Saved data entries:
_ _ _ _
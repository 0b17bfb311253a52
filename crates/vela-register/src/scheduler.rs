//! # Sync Scheduler
//!
//! Decides *when* to attempt reconciliation and serializes attempts to
//! exactly one in-flight sync.
//!
//! ## State Machine & Triggers
//! ```text
//! ┌─────────────────────────────────────────────────────────────────────────┐
//! │                        Sync Scheduler                                   │
//! │                                                                         │
//! │           ┌──────┐   trigger    ┌─────────┐                             │
//! │           │ idle │ ───────────► │ syncing │                             │
//! │           └──────┘              └────┬────┘                             │
//! │               ▲        success /     │                                  │
//! │               └──────  error  ───────┘                                  │
//! │                                                                         │
//! │  TRIGGERS                                                              │
//! │  ────────                                                              │
//! │  1. Connectivity "online" edge, after a settle delay (~2s) so a        │
//! │     flapping connection doesn't race the first attempt                 │
//! │  2. Fixed interval + explicit jitter, while idle and online            │
//! │  3. trigger_now() on the handle (cashier / API request)                │
//! │                                                                         │
//! │  CONCURRENCY                                                           │
//! │  ───────────                                                           │
//! │  At most one sync in flight; a trigger received while syncing is a     │
//! │  no-op (dropped, not queued). The guard is an explicit try_lock in     │
//! │  the reconcile client, not an accident of task ordering.               │
//! │                                                                         │
//! │  A sync interrupted by process death leaves PendingSales untouched;    │
//! │  the store's mark-then-delete protocol makes resume safe.              │
//! └─────────────────────────────────────────────────────────────────────────┘
//! ```

use std::sync::Arc;
use std::time::Duration;

use chrono::{DateTime, Utc};
use tokio::sync::{mpsc, RwLock};
use tracing::{debug, info, warn};

use crate::catalog::CatalogClient;
use crate::config::SyncSettings;
use crate::connectivity::{ConnectivityEvent, ConnectivityHandle};
use crate::error::RegisterError;
use crate::reconcile::{ReconcileClient, SyncOutcome};

// =============================================================================
// Scheduler Status
// =============================================================================

/// Scheduler state visible to the outside.
#[derive(Debug, Clone, Copy, PartialEq, Eq)]
pub enum SchedulerState {
    Idle,
    Syncing,
}

/// Snapshot of the scheduler for status queries.
#[derive(Debug, Clone)]
pub struct SchedulerStatus {
    pub state: SchedulerState,
    /// Last successful sync completion.
    pub last_sync_at: Option<DateTime<Utc>>,
    /// Outcome of the last completed attempt.
    pub last_outcome: Option<SyncOutcome>,
    /// Error message of the last failed attempt, cleared on success.
    pub last_error: Option<String>,
}

impl Default for SchedulerStatus {
    fn default() -> Self {
        SchedulerStatus {
            state: SchedulerState::Idle,
            last_sync_at: None,
            last_outcome: None,
            last_error: None,
        }
    }
}

// =============================================================================
// Handle
// =============================================================================

/// Handle for controlling a running scheduler.
#[derive(Clone)]
pub struct SyncSchedulerHandle {
    trigger_tx: mpsc::Sender<()>,
    shutdown_tx: mpsc::Sender<()>,
    status: Arc<RwLock<SchedulerStatus>>,
}

impl SyncSchedulerHandle {
    /// Requests an immediate sync attempt.
    ///
    /// Returns `false` when the request was coalesced into one already
    /// queued (or the scheduler is gone) - never blocks, never queues more
    /// than one.
    pub fn trigger_now(&self) -> bool {
        self.trigger_tx.try_send(()).is_ok()
    }

    /// Current scheduler status snapshot.
    pub async fn status(&self) -> SchedulerStatus {
        self.status.read().await.clone()
    }

    /// Stops the scheduler task.
    pub async fn shutdown(&self) {
        let _ = self.shutdown_tx.send(()).await;
    }
}

// =============================================================================
// Scheduler
// =============================================================================

/// The scheduler task. Spawn [`SyncScheduler::run`] on the runtime.
pub struct SyncScheduler {
    reconciler: Arc<ReconcileClient>,
    catalog: Option<Arc<CatalogClient>>,
    connectivity: ConnectivityHandle,
    settings: SyncSettings,
    status: Arc<RwLock<SchedulerStatus>>,
    trigger_rx: mpsc::Receiver<()>,
    shutdown_rx: mpsc::Receiver<()>,
}

impl SyncScheduler {
    /// Creates a scheduler and its handle.
    ///
    /// `catalog` is optional: when present, the cache is refreshed
    /// opportunistically after each successful sync.
    pub fn new(
        reconciler: Arc<ReconcileClient>,
        catalog: Option<Arc<CatalogClient>>,
        connectivity: ConnectivityHandle,
        settings: SyncSettings,
    ) -> (Self, SyncSchedulerHandle) {
        // Capacity 1: a second trigger while one is queued is coalesced.
        let (trigger_tx, trigger_rx) = mpsc::channel(1);
        let (shutdown_tx, shutdown_rx) = mpsc::channel(1);
        let status = Arc::new(RwLock::new(SchedulerStatus::default()));

        let scheduler = SyncScheduler {
            reconciler,
            catalog,
            connectivity,
            settings,
            status: status.clone(),
            trigger_rx,
            shutdown_rx,
        };

        let handle = SyncSchedulerHandle {
            trigger_tx,
            shutdown_tx,
            status,
        };

        (scheduler, handle)
    }

    /// Runs the scheduler loop. Spawn as a background task.
    pub async fn run(mut self) {
        let period = jittered_period(&self.settings);
        info!(period_ms = period.as_millis() as u64, "Sync scheduler starting");

        let mut interval = tokio::time::interval(period);
        interval.set_missed_tick_behavior(tokio::time::MissedTickBehavior::Delay);

        let mut events = self.connectivity.subscribe();
        let mut events_open = true;

        loop {
            tokio::select! {
                // Periodic attempt while online; the first tick also serves
                // as the startup catch-up.
                _ = interval.tick() => {
                    if self.connectivity.is_online() {
                        self.run_sync("interval").await;
                    }
                }

                // Reconnect trigger, after the settle delay.
                event = events.recv(), if events_open => {
                    match event {
                        Ok(ConnectivityEvent::Online) => {
                            debug!(
                                delay_ms = self.settings.settle_delay_ms,
                                "Back online, settling before sync"
                            );
                            tokio::time::sleep(self.settings.settle_delay()).await;
                            self.run_sync("reconnect").await;
                        }
                        Ok(ConnectivityEvent::Offline) => {}
                        Err(tokio::sync::broadcast::error::RecvError::Lagged(skipped)) => {
                            warn!(skipped, "Connectivity events lagged");
                        }
                        Err(tokio::sync::broadcast::error::RecvError::Closed) => {
                            warn!("Connectivity monitor gone; interval triggers remain");
                            events_open = false;
                        }
                    }
                }

                // Manual trigger.
                Some(_) = self.trigger_rx.recv() => {
                    self.run_sync("manual").await;
                }

                _ = self.shutdown_rx.recv() => {
                    info!("Sync scheduler shutting down");
                    break;
                }
            }
        }
    }

    async fn run_sync(&mut self, reason: &str) {
        {
            self.status.write().await.state = SchedulerState::Syncing;
        }

        let result = self.reconciler.sync_once().await;

        {
            let mut status = self.status.write().await;
            status.state = SchedulerState::Idle;
            match &result {
                Ok(outcome) => {
                    status.last_sync_at = Some(Utc::now());
                    status.last_outcome = Some(*outcome);
                    status.last_error = None;
                    info!(reason, synced = outcome.synced, failed = outcome.failed, "Sync finished");
                }
                Err(RegisterError::SyncInProgress) => {
                    debug!(reason, "Sync already in flight, trigger dropped");
                }
                Err(e) => {
                    status.last_error = Some(e.to_string());
                    warn!(reason, error = %e, "Sync attempt failed");
                }
            }
        }

        // Triggers that piled up while we were syncing are stale now.
        while self.trigger_rx.try_recv().is_ok() {}

        // Server just answered: opportunistically refresh the catalog cache.
        if result.is_ok() {
            if let Some(catalog) = &self.catalog {
                if let Err(e) = catalog.refresh().await {
                    debug!(error = %e, "Opportunistic catalog refresh failed");
                }
            }
        }
    }
}

/// Interval plus a per-process jitter so a fleet of registers that lost
/// power together doesn't stampede the server in lockstep afterwards.
fn jittered_period(settings: &SyncSettings) -> Duration {
    let base = Duration::from_secs(settings.interval_secs);
    if settings.jitter_secs == 0 {
        return base;
    }
    let jitter_window_ms = settings.jitter_secs * 1_000;
    let jitter_ms = u64::from(Utc::now().timestamp_subsec_micros()) % jitter_window_ms;
    base + Duration::from_millis(jitter_ms)
}

// =============================================================================
// Unit Tests
// =============================================================================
_ _ _ _
Check each line of the entries, and copy the ones that contain "result".

Task output
        let result = self.reconciler.sync_once().await;
            match &result {
        if result.is_ok() {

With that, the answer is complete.